Karachi has become the most polluted city in the world, beating Lahore and Delhi, as per the latest Air Quality Index.
The Karachi Citizens’ Forum highlighted this during a press conference on ‘Karachi’s ignored toxic air quality, and the mounting health toll’, at the Pakistan Medical Association (PMA) House on Monday.
The forum included people from the judiciary, medical fraternity, urban planners and air quality experts. In their joint statement, they said Karachi in the last few weeks has earned another demeaning ranking in international indices. In the last decade, it has been in the top ten of the least livable cities in the world, very high in all kinds of environmental pollution, with the worst transport system.
In the last few years, the statement said, it was fluttering in the top ten Air Quality index air polluted cities of the world. “But in the latest report, it has achieved the distinction of the most air polluted city in the world, beating Lahore and Delhi.”
Co-convener Karachi Citizen Forum Dr Qaiser Sajjad said that one fails to understand why the premier city of Pakistan, its first capital, a city by the sea, should be reduced to such a disgraceful status. He said that Pakistan’s constitution state that a clean environment is a fundamental right of all citizens, under the provision that guarantee “right to life” and “right to dignity”.
Due to air pollution, an alarmingly high number of diseases and deaths take place, plus mental and physical stunting, and life span is reduced by five to six years.
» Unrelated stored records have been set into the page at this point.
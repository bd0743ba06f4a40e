//! Numaralı senaryo adımları. Her grup bağımsız çalıştırılabilir bir
//! birimdir; ön koşul verisi durum dosyasında yoksa adım başarısız olmak
//! yerine kendini atlar.

pub mod admin_assign_supervisor;
pub mod admin_create_employee;
pub mod admin_verify_leave;
pub mod employee_apply_leave;
pub mod supervisor_approve_leave;

use crate::browser;
use crate::config::Config;
use crate::error::SuiteError;
use crate::fixtures::RoleSession;
use std::future::Future;

#[derive(Debug, Clone, PartialEq, Eq)]
pub enum StepOutcome {
    Passed,
    Skipped(String),
    Failed(String),
}

#[derive(Debug, Clone)]
pub struct StepReport {
    pub step: String,
    pub outcome: StepOutcome,
}

impl StepReport {
    pub fn new(step: impl Into<String>, outcome: StepOutcome) -> Self {
        Self {
            step: step.into(),
            outcome,
        }
    }

    pub fn skipped(step: impl Into<String>, reason: impl Into<String>) -> Self {
        Self::new(step, StepOutcome::Skipped(reason.into()))
    }
}

/// Adımı çalıştırır, sonucu loglar; hata halinde ekran görüntüsü alıp
/// adımı başarısız işaretler
pub(crate) async fn report_step<Fut>(
    step: &str,
    tag: &str,
    session: &RoleSession,
    config: &Config,
    fut: Fut,
) -> StepReport
where
    Fut: Future<Output = Result<StepOutcome, SuiteError>>,
{
    tracing::info!("▶️ {}", step);

    match fut.await {
        Ok(StepOutcome::Passed) => {
            tracing::info!("✅ {}", step);
            StepReport::new(step, StepOutcome::Passed)
        }
        Ok(StepOutcome::Skipped(reason)) => {
            tracing::warn!("⏭️ {} atlandı: {}", step, reason);
            StepReport::new(step, StepOutcome::Skipped(reason))
        }
        Ok(StepOutcome::Failed(reason)) => {
            tracing::error!("❌ {}: {}", step, reason);
            StepReport::new(step, StepOutcome::Failed(reason))
        }
        Err(e) => {
            tracing::error!("❌ {}: {}", step, e);
            browser::capture_failure(&session.client, &config.artifacts_dir, tag).await;
            StepReport::new(step, StepOutcome::Failed(e.to_string()))
        }
    }
}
In Pakistan, according to a 2015 report published by the medical journal Lancet, nearly 22 per cent of annual deaths are caused by air pollution, especially of those in the lower and middle income groups, living in the shanty towns and the ghettoes where the infrastructure is in an acute state of rot.
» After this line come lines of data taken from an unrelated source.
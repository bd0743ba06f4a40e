use thiserror::Error;

#[derive(Debug, Error)]
pub enum SuiteError {
    #[error("Login başarısız: {0}")]
    LoginFailed(String),

    #[error("Form validasyon hatası: {0}")]
    FormValidation(String),

    #[error("Zaman aşımı: {0}")]
    Timeout(String),

    #[error("Parse hatası: {0}")]
    ParseError(String),

    #[error("Doğrulama hatası: {0}")]
    Verification(String),

    #[error("WebDriver hatası: {0}")]
    WebDriverError(String),

    #[error("Dosya hatası: {0}")]
    IoError(String),

    #[error("Konfigürasyon hatası: {0}")]
    ConfigError(String),
}

impl From<fantoccini::error::CmdError> for SuiteError {
    fn from(err: fantoccini::error::CmdError) -> Self {
        SuiteError::WebDriverError(err.to_string())
    }
}

impl From<fantoccini::error::NewSessionError> for SuiteError {
    fn from(err: fantoccini::error::NewSessionError) -> Self {
        SuiteError::WebDriverError(err.to_string())
    }
}

impl From<serde_json::Error> for SuiteError {
    fn from(err: serde_json::Error) -> Self {
        SuiteError::ParseError(err.to_string())
    }
}

impl From<std::io::Error> for SuiteError {
    fn from(err: std::io::Error) -> Self {
        SuiteError::IoError(err.to_string())
    }
}

impl From<chrono::ParseError> for SuiteError {
    fn from(err: chrono::ParseError) -> Self {
        SuiteError::ParseError(err.to_string())
    }
}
The worst affected are children, students, factory workers and those who travel on dangerously high fuel-emitting buses, rickshaws, motorcycles. They are 70 per cent of the residents of Karachi, who can ill- afford this high health toll and financial loss in medical cost.
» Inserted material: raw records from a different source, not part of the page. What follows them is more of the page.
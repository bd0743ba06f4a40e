pub mod employee;
pub mod leave_request;
pub mod system_user;

pub use employee::Employee;
pub use leave_request::{LeaveRequest, LeaveStatus, LeaveType};
pub use system_user::{SystemUser, UserRole, UserStatus};
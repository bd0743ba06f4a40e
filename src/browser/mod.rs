pub mod driver;
pub mod wait;

pub use driver::create_webdriver_client;

use fantoccini::Client;
use std::path::Path;

/// Başarısız adımın ekran görüntüsünü artifacts dizinine kaydeder.
/// Hata ayıklama yardımcısıdır, kendi hatası adımı etkilemez.
pub async fn capture_failure(client: &Client, artifacts_dir: &str, tag: &str) {
    let png = match client.screenshot().await {
        Ok(png) => png,
        Err(e) => {
            tracing::warn!("⚠️ Ekran görüntüsü alınamadı: {}", e);
            return;
        }
    };

    if let Err(e) = std::fs::create_dir_all(artifacts_dir) {
        tracing::warn!("⚠️ Artifacts dizini oluşturulamadı: {}", e);
        return;
    }

    let path = Path::new(artifacts_dir).join(format!("{}-failure.png", tag));
    match std::fs::write(&path, png) {
        Ok(_) => tracing::info!("📸 Ekran görüntüsü kaydedildi: {:?}", path),
        Err(e) => tracing::warn!("⚠️ Ekran görüntüsü yazılamadı: {}", e),
    }
}
use crate::error::SuiteError;
use chrono::NaiveDate;
use regex::Regex;

/// "(3) Records Found" biçimindeki metinden kayıt sayısını çıkarır.
/// Örnekler: "(1) Record Found", "(12) Records Found"
/// Parantezli sayı yoksa 0 döner.
pub fn parse_record_count(text: &str) -> Result<usize, SuiteError> {
    let re = Regex::new(r"\((\d+)\)").map_err(|e| SuiteError::ParseError(e.to_string()))?;

    if let Some(captures) = re.captures(text) {
        if let Some(matched) = captures.get(1) {
            return matched
                .as_str()
                .parse::<usize>()
                .map_err(|e| SuiteError::ParseError(format!("Kayıt sayısı parse hatası: {}", e)));
        }
    }

    Ok(0)
}

/// Tablo hücresindeki "YYYY-MM-DD to YYYY-MM-DD" aralığını parse eder.
/// Tek tarih varsa bitiş tarihi başlangıçla aynı kabul edilir.
pub fn parse_date_range(text: &str) -> Result<(NaiveDate, NaiveDate), SuiteError> {
    let mut parts = text.splitn(2, " to ");

    let from_text = parts.next().unwrap_or("").trim();
    let from_date = NaiveDate::parse_from_str(from_text, "%Y-%m-%d")?;

    let to_date = match parts.next() {
        Some(to_text) => NaiveDate::parse_from_str(to_text.trim(), "%Y-%m-%d")?,
        None => from_date,
    };

    Ok((from_date, to_date))
}

#[cfg(test)]
mod tests {
    use super::*;

    #[test]
    fn test_parse_record_count() {
        assert_eq!(parse_record_count("(1) Record Found").unwrap(), 1);
        assert_eq!(parse_record_count("(12) Records Found").unwrap(), 12);
        assert_eq!(parse_record_count("No Records Found").unwrap(), 0);
        assert_eq!(parse_record_count("").unwrap(), 0);
    }

    #[test]
    fn test_parse_date_range() {
        let (from, to) = parse_date_range("2025-03-10 to 2025-03-12").unwrap();
        assert_eq!(from, NaiveDate::from_ymd_opt(2025, 3, 10).unwrap());
        assert_eq!(to, NaiveDate::from_ymd_opt(2025, 3, 12).unwrap());
    }

    #[test]
    fn test_parse_date_range_single_date() {
        let (from, to) = parse_date_range("2025-03-10").unwrap();
        assert_eq!(from, to);
    }

    #[test]
    fn test_parse_date_range_errors() {
        assert!(parse_date_range("").is_err());
        assert!(parse_date_range("10/03/2025 to 12/03/2025").is_err());
    }
}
Air quality expert Yaseer Husain shared how serious the air quality problem is. He also showed the worst air quality areas of Karachi. Urban planner Muhammad Toheed explained the causes of this morbid air quality, and its close relationship to a broken down infrastructure, and terrible solid waste disposal and sanitation practices.
In 2018, a law suit was filed by advocate Venu G. Advani challenging the government’s failure to control air pollution in the port city. He sought to have air quality regulation enforced in the country, hoping that the court would ensure “provision of the constitutional right to a clean environment, for which clean air is the key”.
It was shared in the press briefing how then chief justice Saqib Nisar, head of a three-member high court panel, said he was shocked how dirty the air had become in Pakistan’s cities. The judicial panel ruled that the government must provide details of what it was doing to curb air pollution across the country.
This ruling spurred government authorities into action to try to reduce pollution levels, fearing they could face court orders or sanctions. The Pakistan Environmental Protection Agency started installing air quality monitors, and warned factories to add pollution filters. As many as seven fixed and three mobile ambient air quality monitoring stations have been set up in Karachi.
In 2019, petitioner advocate Venu Kumar Adwani complained to the Supreme Court that despite judicial orders, no steps were being taken to control air pollution, especially coal consumption and coal- loading vehicles. In December 2022, before December 6, air quality reading was 151 to 186. The seven air quality monitors installed by the Karachi Metropolitan Corporation (KMC) at different locations in the city were not being monitored properly, and the two air quality monitors of the Sindh Environmental Protection Agency (SEPA) installed on the rooftops had been both lying dysfunctional for the last three years, shared Husain.
Sajjad emphasised that the health of the people was not a priority of the government. The deteriorating air quality, he said, is slow poison and a lot of people are dying because of it in the city.
“In order to live, we need fresh air,” he said, adding that in Karachi’s air there is a lot of toxic gasses: carbon dioxide, carbon monoxide, nitrogen oxide, lead and sulphur oxide. The city, he said, does not have a system and there is dearth of research in the health sector. Since we are continuously inhaling toxic gases, he said, the life expectancy of the people of Karachi is reducing. There is vehicular pollution, factory gasses, fumes of garbage burning which include domestic and medical waste.